The KAMIR-NIH (Korea Acute Myocardial Infarction Registry- National Institutes of Health) registry [20] is a prospective registry that included 659 patients with STEMI, multivessel disease and cardiogenic shock. The study concluded that at 30 days follow up, the cardiac mortality was much lower in the complete revascularization group with significant statistical difference (14.3% vs. 26.1%, p=0.004). At 1 year follow up, the all-cause mortality was lower in multivessel PCI arm (21.3% vs. 31.7%, p=0.001). However, the study did not provide data about the procedure time, total radiation dose, amount of contrast dye used and occurrence of contrast-induced nephropathy. Retrospective sub-analysis of KAMIR registry evaluating 510 STEMI patients with cardiogenic shock and evidence of MV CAD at angiography revealed reduction of early mortality with complete revascularization. Similarly, a prospective observational study of 266 STEMI patients with cardiogenic shock showed improved 6-month survival associated with single-stage MV PCI strategy [21].

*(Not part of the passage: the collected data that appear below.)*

//! Stemmers reducing inflected words to a shared root
//!
//! The normalizer only talks to the `Stemmer` trait, so the algorithm can
//! be swapped per locale or replaced in tests.

use std::borrow::Cow;
use std::fmt;
use std::sync::Arc;

use rust_stemmers::Algorithm;

use catalogue_core::Locale;

/// Reduces a lowercased word to its stem
pub trait Stemmer: Send + Sync {
    /// Stem a single lowercased word
    fn stem<'a>(&self, word: &'a str) -> Cow<'a, str>;

    /// Name for debugging/logging
    fn name(&self) -> &'static str;
}

/// Snowball stemmer from `rust-stemmers`
pub struct SnowballStemmer {
    name: &'static str,
    inner: rust_stemmers::Stemmer,
}

impl SnowballStemmer {
    /// Stemmer for an arbitrary Snowball algorithm
    pub fn new(algorithm: Algorithm, name: &'static str) -> Self {
        SnowballStemmer {
            name,
            inner: rust_stemmers::Stemmer::create(algorithm),
        }
    }

    /// French Snowball stemmer
    pub fn french() -> Self {
        Self::new(Algorithm::French, "snowball_french")
    }

    /// English (Porter2) Snowball stemmer
    pub fn english() -> Self {
        Self::new(Algorithm::English, "snowball_english")
    }
}

impl Stemmer for SnowballStemmer {
    fn stem<'a>(&self, word: &'a str) -> Cow<'a, str> {
        self.inner.stem(word)
    }

    fn name(&self) -> &'static str {
        self.name
    }
}

impl fmt::Debug for SnowballStemmer {
    fn fmt(&self, f: &mut fmt::Formatter<'_>) -> fmt::Result {
        f.debug_struct("SnowballStemmer")
            .field("name", &self.name)
            .finish()
    }
}

/// Identity stemmer for the `simple` locale
#[derive(Debug, Clone, Copy, Default)]
pub struct NoopStemmer;

impl Stemmer for NoopStemmer {
    fn stem<'a>(&self, word: &'a str) -> Cow<'a, str> {
        Cow::Borrowed(word)
    }

    fn name(&self) -> &'static str {
        "noop"
    }
}

/// Default stemmer of a locale
pub fn for_locale(locale: Locale) -> Arc<dyn Stemmer> {
    match locale {
        Locale::French => Arc::new(SnowballStemmer::french()),
        Locale::English => Arc::new(SnowballStemmer::english()),
        Locale::Simple => Arc::new(NoopStemmer),
    }
}
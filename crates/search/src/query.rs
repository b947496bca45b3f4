//! Query parser: raw user input → ParsedQuery
//!
//! The parser goes through the same `Normalizer` as indexing, so a word
//! always maps to the same lexeme on both sides.

use std::sync::Arc;

use rustc_hash::FxHashSet;

use crate::normalizer::Normalizer;

/// Ordered, deduplicated query lexemes
///
/// An empty query matches no documents.
#[derive(Debug, Clone, Default, PartialEq, Eq)]
pub struct ParsedQuery {
    lexemes: Vec<String>,
}

impl ParsedQuery {
    /// Build from lexemes, keeping the first occurrence of each
    pub fn new<I, S>(lexemes: I) -> Self
    where
        I: IntoIterator<Item = S>,
        S: Into<String>,
    {
        let mut seen = FxHashSet::default();
        let lexemes = lexemes
            .into_iter()
            .map(Into::into)
            .filter(|l: &String| seen.insert(l.clone()))
            .collect();
        ParsedQuery { lexemes }
    }

    /// The empty query
    pub fn empty() -> Self {
        Self::default()
    }

    /// Lexemes in first-occurrence order
    pub fn lexemes(&self) -> &[String] {
        &self.lexemes
    }

    /// Index of a lexeme in the query
    pub fn index_of(&self, lexeme: &str) -> Option<usize> {
        self.lexemes.iter().position(|l| l == lexeme)
    }

    /// Whether the query contains a lexeme
    pub fn contains(&self, lexeme: &str) -> bool {
        self.index_of(lexeme).is_some()
    }

    /// Number of distinct lexemes
    pub fn len(&self) -> usize {
        self.lexemes.len()
    }

    /// Whether the query has no lexemes
    pub fn is_empty(&self) -> bool {
        self.lexemes.is_empty()
    }
}

/// Parses raw query strings
#[derive(Debug, Clone)]
pub struct QueryParser {
    normalizer: Arc<Normalizer>,
}

impl QueryParser {
    /// Parser sharing the index's normalizer
    pub fn new(normalizer: Arc<Normalizer>) -> Self {
        QueryParser { normalizer }
    }

    /// Parse a raw query
    ///
    /// Never fails: punctuation, symbols and unknown words produce no
    /// lexemes, and the worst case is an empty query.
    pub fn parse(&self, raw: &str) -> ParsedQuery {
        ParsedQuery::new(self.normalizer.normalize(raw).into_iter().map(|l| l.text))
    }
}

#[cfg(test)]
mod tests {
    use super::*;
    use catalogue_core::SearchConfig;

    fn parser() -> QueryParser {
        QueryParser::new(Arc::new(Normalizer::new(&SearchConfig::default())))
    }

    #[test]
    fn test_parse_two_lexemes() {
        let query = parser().parse("Forêt ancienne");
        assert_eq!(query.lexemes(), &["forêt".to_string(), "ancien".to_string()]);
    }

    #[test]
    fn test_duplicates_collapse_in_order() {
        let query = parser().parse("anciennes forêts, ancienne forêt");
        assert_eq!(query.lexemes(), &["ancien".to_string(), "forêt".to_string()]);
    }

    #[test]
    fn test_empty_and_garbage() {
        assert!(parser().parse("").is_empty());
        assert!(parser().parse("   ").is_empty());
        assert!(parser().parse("& || ... ?!").is_empty());
        assert!(parser().parse("de la des").is_empty());
    }

    #[test]
    fn test_case_insensitive() {
        assert_eq!(parser().parse("BaSe"), parser().parse("base"));
    }

    #[test]
    fn test_index_of() {
        let query = ParsedQuery::new(["a1", "b2", "a1"]);
        assert_eq!(query.len(), 2);
        assert_eq!(query.index_of("b2"), Some(1));
        assert!(!query.contains("c3"));
    }
}
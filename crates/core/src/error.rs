//! Error types for the catalogue
//!
//! This module defines all error types used throughout the system.
//! We use `thiserror` for automatic `Display` and `Error` trait implementations.

use std::io;
use std::time::Duration;
use thiserror::Error;

/// Result type alias for catalogue operations
pub type Result<T> = std::result::Result<T, Error>;

/// Error types for the catalogue
#[derive(Debug, Error)]
pub enum Error {
    /// I/O error (configuration files)
    #[error("I/O error: {0}")]
    Io(#[from] io::Error),

    /// Backing storage failed or is unavailable
    ///
    /// Fatal for the current operation. Never retried by the search layer.
    #[error("Storage error: {0}")]
    Storage(String),

    /// Serialization/deserialization error
    #[error("Serialization error: {0}")]
    Serialization(String),

    /// Optimistic validation failed at commit time
    #[error("Transaction conflict: {0}")]
    TransactionConflict(String),

    /// A search ran past its deadline
    #[error("Search timed out after {elapsed:?} (deadline {deadline:?})")]
    Timeout {
        /// Time spent before giving up
        elapsed: Duration,
        /// Deadline the caller asked for
        deadline: Duration,
    },

    /// Entity not found
    #[error("Not found: {0}")]
    NotFound(String),

    /// Invalid command, page or locale
    #[error("Invalid input: {0}")]
    InvalidInput(String),

    /// Configuration could not be parsed or failed validation
    #[error("Configuration error: {0}")]
    Config(String),
}

impl Error {
    /// Whether this error is an optimistic concurrency conflict
    ///
    /// Conflicts are the only errors the transaction retry loop retries.
    pub fn is_conflict(&self) -> bool {
        matches!(self, Error::TransactionConflict(_))
    }

    /// Whether this error originates from the backing storage
    pub fn is_storage(&self) -> bool {
        matches!(self, Error::Storage(_))
    }
}

impl From<bincode::Error> for Error {
    fn from(e: bincode::Error) -> Self {
        Error::Serialization(e.to_string())
    }
}
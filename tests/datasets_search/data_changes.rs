//! Search results follow creates, updates and deletes

use catalogue::{DataFormat, DatasetFields, UpdateDataset};

use crate::test_utils::*;

#[test]
fn search_results_change_when_data_changes() {
    let catalogue = catalogue();
    add_corpus(&catalogue, DEFAULT_CORPUS_ITEMS);

    // No results initially
    assert!(search_ids(&catalogue, "titre").is_empty());

    // New dataset is returned in search results
    let id = catalogue
        .create_dataset(
            DatasetFields::new("Titre", "Description").with_formats(vec![DataFormat::Other]),
        )
        .unwrap();
    assert_eq!(search_ids(&catalogue, "titre"), vec![id]);

    // Updated title is searchable, the old one is not
    catalogue
        .update_dataset(UpdateDataset {
            id,
            fields: DatasetFields::new("Modifié", "Description")
                .with_formats(vec![DataFormat::Other]),
        })
        .unwrap();
    assert_eq!(search_ids(&catalogue, "modifié"), vec![id]);
    assert!(search_ids(&catalogue, "titre").is_empty());

    // Same on description
    catalogue
        .update_dataset(UpdateDataset {
            id,
            fields: DatasetFields::new("Modifié", "Jeu de données spécial")
                .with_formats(vec![DataFormat::Other]),
        })
        .unwrap();
    assert_eq!(search_ids(&catalogue, "spécial"), vec![id]);
    assert!(search_ids(&catalogue, "description").is_empty());

    // Deleted dataset is not returned anymore
    catalogue.delete_dataset(id).unwrap();
    assert!(search_ids(&catalogue, "modifié").is_empty());
    assert!(search_ids(&catalogue, "spécial").is_empty());
}

#[test]
fn failed_update_leaves_index_untouched() {
    let catalogue = catalogue();
    let id = catalogue
        .create_dataset(DatasetFields::new("Titre", ""))
        .unwrap();

    assert!(catalogue
        .update_dataset(UpdateDataset {
            id,
            fields: DatasetFields::new("   ", "Modifié"),
        })
        .is_err());

    assert_eq!(search_ids(&catalogue, "titre"), vec![id]);
    assert!(search_ids(&catalogue, "modifié").is_empty());
}
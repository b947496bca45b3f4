//! Database handle: storage plus the transaction lifecycle
//!
//! `Database` owns a `Storage` backend and runs closures inside optimistic
//! transactions, retrying on conflict according to its `RetryConfig`.

use std::sync::atomic::{AtomicU64, Ordering};
use std::sync::Arc;

use tracing::{debug, warn};

use catalogue_core::{Error, Result, Storage};

use crate::retry::RetryConfig;
use crate::transaction::Transaction;
use crate::unified::UnifiedStore;

/// Counters for committed and conflicting transactions
#[derive(Debug, Clone, Copy, Default, PartialEq, Eq)]
pub struct TransactionMetrics {
    /// Transactions that committed
    pub commits: u64,
    /// Commit attempts rejected by validation
    pub conflicts: u64,
}

/// Shared handle over a storage backend
pub struct Database {
    storage: Arc<dyn Storage>,
    retry: RetryConfig,
    next_txn_id: AtomicU64,
    commits: AtomicU64,
    conflicts: AtomicU64,
}

impl Database {
    /// Database over a fresh in-memory `UnifiedStore`
    pub fn in_memory() -> Self {
        Self::with_storage(Arc::new(UnifiedStore::new()))
    }

    /// Database over any storage backend
    pub fn with_storage(storage: Arc<dyn Storage>) -> Self {
        Database {
            storage,
            retry: RetryConfig::default(),
            next_txn_id: AtomicU64::new(1),
            commits: AtomicU64::new(0),
            conflicts: AtomicU64::new(0),
        }
    }

    /// Builder: replace the retry policy
    pub fn with_retry(mut self, retry: RetryConfig) -> Self {
        self.retry = retry;
        self
    }

    /// The storage backend, for reads outside a transaction
    pub fn storage(&self) -> &dyn Storage {
        self.storage.as_ref()
    }

    /// Commit/conflict counters
    pub fn metrics(&self) -> TransactionMetrics {
        TransactionMetrics {
            commits: self.commits.load(Ordering::Relaxed),
            conflicts: self.conflicts.load(Ordering::Relaxed),
        }
    }

    /// Begin a new transaction (for manual control)
    ///
    /// Prefer the `transaction()` closure API, which commits and retries.
    pub fn begin_transaction(&self) -> Transaction<'_> {
        let txn_id = self.next_txn_id.fetch_add(1, Ordering::Relaxed);
        Transaction::new(txn_id, self.storage.as_ref())
    }

    /// Validate and apply a transaction
    ///
    /// Returns the commit version.
    pub fn commit_transaction(&self, txn: Transaction<'_>) -> Result<u64> {
        let txn_id = txn.txn_id();
        let reads = txn.read_count();
        let pending = txn.pending_operations();
        let elapsed_us = u64::try_from(txn.elapsed().as_micros()).unwrap_or(u64::MAX);

        match self.storage.commit(txn.into_batch()) {
            Ok(version) => {
                self.commits.fetch_add(1, Ordering::Relaxed);
                debug!(
                    txn_id,
                    version,
                    reads,
                    puts = pending.puts,
                    deletes = pending.deletes,
                    elapsed_us,
                    "transaction committed"
                );
                Ok(version)
            }
            Err(e) => {
                if e.is_conflict() {
                    self.conflicts.fetch_add(1, Ordering::Relaxed);
                }
                Err(e)
            }
        }
    }

    /// Execute a closure in a transaction, retrying on conflict
    ///
    /// The closure is called repeatedly until either:
    /// - The transaction commits successfully
    /// - A non-conflict error occurs (not retried)
    /// - Maximum retries are exceeded
    ///
    /// The closure must be `Fn` since it may run more than once. Errors it
    /// returns abort the attempt without writing anything.
    pub fn transaction<F, T>(&self, f: F) -> Result<T>
    where
        F: Fn(&mut Transaction<'_>) -> Result<T>,
    {
        let mut last_error = None;

        for attempt in 0..=self.retry.max_retries {
            let mut txn = self.begin_transaction();
            let txn_id = txn.txn_id();
            let outcome = f(&mut txn).and_then(|value| {
                self.commit_transaction(txn)?;
                Ok(value)
            });

            match outcome {
                Ok(value) => return Ok(value),
                Err(e) if self.retry.should_retry(&e, attempt) => {
                    warn!(txn_id, attempt, error = %e, "transaction conflict, retrying");
                    std::thread::sleep(self.retry.delay_for(attempt));
                    last_error = Some(e);
                }
                Err(e) => return Err(e),
            }
        }

        // The loop returns on its last attempt; kept for the type checker
        Err(last_error.unwrap_or_else(|| {
            Error::Storage("retry loop exited without returning a result".to_string())
        }))
    }
}

impl std::fmt::Debug for Database {
    fn fmt(&self, f: &mut std::fmt::Formatter<'_>) -> std::fmt::Result {
        f.debug_struct("Database")
            .field("version", &self.storage.current_version())
            .field("retry", &self.retry)
            .finish()
    }
}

Our study showed that a complete revascularization strategy among STEMI patients with cardiogenic shock and multivessel disease excluding CTO might be of benefit in reducing future adverse events including mortality. It is important to note that the finding of lower mortality could be attributed to lack of adequate power and should be considered hypothesis generating. Accordingly, a larger randomized trial focusing on STEMI patients only and excluding CTO lesions might be considered.
Conclusion
In STEMI patients with cardiogenic shock and MVD, complete revascularization reduced the risk of mortality and total MACE when compared with culprit vessel only PCI, when excluding CTO lesions.
Impact on daily practice
This study is trying to address the management of a special group of STEMI patient with high risk of mortality and morbidity to find the best approach to minimize the rates of complications, improving survival with good safety profile.
Limitations
The current study is a relatively small, relatively short follow up period. However it investigated a debatable regimen of management of a special group of STEMI patients which are at higher risk of MACE.
Funding
The authors did not receive any specific funding for this work.
Conflict of Interest
All authors declare that they have no conflict of interest.